Libye - Anniversaire Révolution,
renforcement du dispositif sécuritaire à
Tripoli

Publié par Panapress le Dimanche 10 Février 2013 à 15h21 - Politique

Des dizaines de points de contrôle ont été installés dans différents quartiers de la capitale de Tripoli, et sa banlieue, une semaine avant l'organisation des festivités de la célébration du deuxième anniversaire de la Révolution du 17 février et la chute du régime de Kadhafi en 2011.

L

e correspondant de la PANA a constaté sur place que des unités de la police et des éléments des ex-rebelles, armés de Kalachnikovs et de ''FN'' de marques russe et belge, circulent dans la ville de Tripoli et sa banlieue ouest, ainsi que le positionnement de voitures de marque 4X4 munies de canons sol-air au niveau des entrées et des sorties à l'ouest de la capitale.

Aux points de contrôle, les véhicules conduits par des jeunes et ceux dotés de vitrines teintés ou qui ne disposent de plaques minéralogiques font l'objet de contrôles minutieux de la part de la police, sans doute en réaction à des rumeurs relayées par les réseaux sociaux faisant état, la semaine dernière, de l'intention des partisans de l'ancien régime de mener des opérations de déstabilisation lors des festivités marquant le deuxième anniversaire de la Révolution.

D'autres informations annoncent des manifestations parallèles pour exiger des comptes relatifs à la manière dont la Révolution a été conduite, ainsi que pour dénoncer l'échec du gouvernement.
La mise en place des points de contrôle reste diversement appréciée par la population qui ne manque pas de réagir, tel cet employé de banque à Tripoli, Ramadan Mismah, 50 ans, qui soutient l'initiative et sollicite son renforcement pour la protection des citoyens et de leurs biens ainsi que des institutions gouvernementales contre des personnes mal intentionnées.

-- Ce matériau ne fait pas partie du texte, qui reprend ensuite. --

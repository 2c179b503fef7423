//! JSON-RPC 2.0 envelope types.
//!
//! All messages are UTF-8 JSON. The STDIO transport frames them newline
//! delimited; the TCP transport frames them with a 4-byte big-endian length
//! prefix (see `vigil_mcp::transport`). Both share this envelope.

use serde::{Deserialize, Serialize};
use serde_json::Value;

pub const JSONRPC_VERSION: &str = "2.0";

/// A JSON-RPC 2.0 request or notification (no `id` => notification).
#[derive(Debug, Clone, Serialize, Deserialize)]
pub struct JsonRpcRequest {
    pub jsonrpc: String,
    #[serde(skip_serializing_if = "Option::is_none")]
    pub id: Option<RequestId>,
    pub method: String,
    #[serde(skip_serializing_if = "Option::is_none")]
    pub params: Option<Value>,
}

impl JsonRpcRequest {
    pub fn is_notification(&self) -> bool {
        self.id.is_none()
    }
}

/// A JSON-RPC 2.0 response. `result` and `error` are mutually exclusive.
#[derive(Debug, Clone, Serialize, Deserialize)]
pub struct JsonRpcResponse {
    pub jsonrpc: String,
    pub id: Option<RequestId>,
    #[serde(skip_serializing_if = "Option::is_none")]
    pub result: Option<Value>,
    #[serde(skip_serializing_if = "Option::is_none")]
    pub error: Option<JsonRpcError>,
}

impl JsonRpcResponse {
    pub fn success(id: Option<RequestId>, result: Value) -> Self {
        Self {
            jsonrpc: JSONRPC_VERSION.to_string(),
            id,
            result: Some(result),
            error: None,
        }
    }

    pub fn error(id: Option<RequestId>, error: JsonRpcError) -> Self {
        Self {
            jsonrpc: JSONRPC_VERSION.to_string(),
            id,
            result: None,
            error: Some(error),
        }
    }

    /// `true` for the synthetic empty response emitted for notifications;
    /// the transport layer must not write these to the wire.
    pub fn is_notification_ack(&self) -> bool {
        self.id.is_none() && self.result.is_none() && self.error.is_none()
    }
}

/// Request/response correlation id. Per JSON-RPC 2.0 it may be a number or
/// a string; `null` ids are not modeled here (they arrive as `None`).
#[derive(Debug, Clone, Serialize, Deserialize, PartialEq, Eq, Hash)]
#[serde(untagged)]
pub enum RequestId {
    Number(i64),
    String(String),
}

/// A JSON-RPC error object, `data` carrying `{correlation_id, retry_after?,
/// reason?, diagnostics?}` per spec.md §6/§7.
#[derive(Debug, Clone, Serialize, Deserialize)]
pub struct JsonRpcError {
    pub code: i32,
    pub message: String,
    #[serde(skip_serializing_if = "Option::is_none")]
    pub data: Option<Value>,
}

impl JsonRpcError {
    pub fn new(code: i32, message: impl Into<String>) -> Self {
        Self {
            code,
            message: message.into(),
            data: None,
        }
    }

    pub fn with_data(code: i32, message: impl Into<String>, data: Value) -> Self {
        Self {
            code,
            message: message.into(),
            data: Some(data),
        }
    }
}

/// MCP method names, kept as constants so a typo doesn't silently become a
/// new method.
pub mod methods {
    pub const INITIALIZE: &str = "initialize";
    pub const INITIALIZED: &str = "notifications/initialized";
    pub const TOOLS_LIST: &str = "tools/list";
    pub const TOOLS_CALL: &str = "tools/call";
    pub const CANCEL_REQUEST: &str = "$/cancelRequest";
    pub const AUTH: &str = "auth";
    pub const PING: &str = "ping";
}
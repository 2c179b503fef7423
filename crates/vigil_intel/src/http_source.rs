//! Generic HTTP-backed `ThreatIntelSource` (spec.md §4.3): one JSON-over-
//! HTTP lookup per configured source, grounded on the same
//! `reqwest::Client` + build-request/send/check-status/`.json()` shape the
//! example pack's Ollama embedding provider uses for its own outbound HTTP
//! calls. A deployment wires one of these per entry in
//! `ThreatIntelConfig::sources`; nothing about this type is specific to any
//! single named vendor.

use async_trait::async_trait;
use chrono::Utc;
use reqwest::Client;
use serde::Deserialize;

use vigil_domain::{GeoMetadata, Indicator, NetworkMetadata, SourceResult};

use crate::source::{SourceError, ThreatIntelSource};

/// The JSON body a configured source is expected to return for
/// `GET {base_url}/indicators/{value}`. Fields absent from a given source's
/// real response are left at their `Default`.
#[derive(Debug, Deserialize)]
struct LookupResponse {
    #[serde(default)]
    malicious: bool,
    #[serde(default = "default_confidence")]
    confidence: f64,
    #[serde(default)]
    tags: Vec<String>,
    #[serde(default)]
    country_code: Option<String>,
    #[serde(default)]
    city: Option<String>,
    #[serde(default)]
    asn: Option<u32>,
    #[serde(default)]
    asn_org: Option<String>,
    #[serde(default)]
    reverse_dns: Option<String>,
    #[serde(default)]
    open_ports: Vec<u16>,
    #[serde(default)]
    is_tor_exit_node: bool,
    #[serde(default)]
    is_known_vpn: bool,
}

fn default_confidence() -> f64 {
    0.5
}

pub struct HttpThreatIntelSource {
    name: String,
    base_url: String,
    api_key: Option<String>,
    reliability_weight: f64,
    max_concurrent_requests: usize,
    requests_per_minute: u32,
    client: Client,
}

impl HttpThreatIntelSource {
    pub fn new(
        name: impl Into<String>,
        base_url: impl Into<String>,
        api_key: Option<String>,
        reliability_weight: f64,
        max_concurrent_requests: usize,
        requests_per_minute: u32,
    ) -> Self {
        Self {
            name: name.into(),
            base_url: base_url.into(),
            api_key,
            reliability_weight,
            max_concurrent_requests,
            requests_per_minute,
            client: Client::new(),
        }
    }
}

#[async_trait]
impl ThreatIntelSource for HttpThreatIntelSource {
    fn name(&self) -> &str {
        &self.name
    }

    fn reliability_weight(&self) -> f64 {
        self.reliability_weight
    }

    fn max_concurrent_requests(&self) -> usize {
        self.max_concurrent_requests
    }

    fn requests_per_minute(&self) -> u32 {
        self.requests_per_minute
    }

    async fn lookup(&self, indicator: &Indicator) -> Result<SourceResult, SourceError> {
        let url = format!("{}/indicators/{}", self.base_url, indicator);
        let mut request = self.client.get(&url);
        if let Some(key) = &self.api_key {
            request = request.bearer_auth(key);
        }

        let response = request.send().await.map_err(|e| SourceError::RequestFailed {
            source: self.name.clone(),
            reason: e.to_string(),
        })?;

        if !response.status().is_success() {
            return Err(SourceError::RequestFailed {
                source: self.name.clone(),
                reason: format!("http status {}", response.status()),
            });
        }

        let body: LookupResponse =
            response.json().await.map_err(|_| SourceError::BadResponse { source: self.name.clone() })?;

        let geo = (body.country_code.is_some() || body.city.is_some() || body.asn.is_some() || body.asn_org.is_some())
            .then(|| GeoMetadata {
                country_code: body.country_code,
                city: body.city,
                asn: body.asn,
                asn_org: body.asn_org,
            });

        let network = (body.reverse_dns.is_some() || !body.open_ports.is_empty() || body.is_tor_exit_node || body.is_known_vpn)
            .then(|| NetworkMetadata {
                reverse_dns: body.reverse_dns,
                open_ports: body.open_ports,
                is_tor_exit_node: body.is_tor_exit_node,
                is_known_vpn: body.is_known_vpn,
            });

        Ok(SourceResult {
            source_name: self.name.clone(),
            confidence: body.confidence.clamp(0.0, 1.0),
            malicious: body.malicious,
            geo,
            network,
            tags: body.tags,
            retrieved_at: Utc::now(),
        })
    }
}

Malgré les efforts importants déployés par le gouvernement d'Ali Zeidan pour la maitrise de la situation sécuritaire et l'instauration de la stabilité afin de permettre le lancement des actions de développement, la reconstruction du pays, à l'arrêt depuis trois ans, les assassinat, les enlèvements ainsi que les cambriolages à mains armées sont toujours enregistrés dans plusieurs villes de la Libye, alors que les multinationales sont invitées à revenir dans le pays pour achever les projets dont le cours a été interrompu par la guerre et dont le coût financier est estimé à 140 milliards de dollars,

Pour sa part, le professeur d'Histoire à l'université de Tripoli, Salah Al-gharbi, 55 ans, a affirmé que l'insécurité est due au refus des unités armées de déposer les armes et de se soumettre à l'autorité de l'Etat. Il rejette les rumeurs accusant les partisans de l'ancien régime, en qualifiant ces informations de "simples allégations sans fondement faites par les unités armées pour justifier leur refus de déposer les armes et ainsi protéger leurs intérêts".

Pour Salah Al-gharbi, les rescapés de l'ancien régime ont complètement disparu, après les coups décisifs portés par la Révolution. Aussi se demande-t-il ce que peuvent faire les partisans de l'ancien régime, composés essentiellement d'aventuriers, après la réussite de la Révolution?

Les observateurs font remarquer que la Libye a enregistré des progrès dans le domaine de la démocratisation, après quatre décennies de dictature marquée par l'absence de l’Etat, mais ils estiment que la situation sécuritaire reste inquiétante, notamment avec la circulation en quantités importantes entre les mains des unités armées et de simples citoyens de plus de 20.000 armes.

Le gouvernement britannique avait, le mois dernier, lancé un appel clair et explicite aux ressortissants occidentaux, les invitant à quitter la ville de Benghazi, la deuxième ville du pays, où on a enregistré une série d'assassinats contre des officiers de police et de l'armée et des attaques contre des commissariats et des sièges de missions diplomatiques dont la plus spectaculaires a été celle perpétrée contre le consulat américain, entrainant la mort de l'ambassadeur des Etats-Unis et trois de ses compatriotes.

L'appel de la Grande Bretagne apparaît comme une forte alerte sur l'insécurité qui sévit dans cette ville de l'Est du pays où se trouvent la plupart des groupes jihadistes libyens et qui laisse présager, sur le plan international, de l'impact de la situation sécuritaire en Libye sur la situation générale de la région nord africaine dont trois pays (Libye, Tunisie et Egypte) font parie des pays du printemps arabe.

Par ailleurs, la situation sécuritaire au niveau des frontières, notamment celles du sud du pays reste encore instable, obligeant le gouvernement à élaborer une stratégie instituant des patrouilles communes avec des pays comme le Soudan, le Tchad et le Niger, pour mettre fin aux trafic des armes et l'infiltration des combattants extrémistes de la guerre au Mali.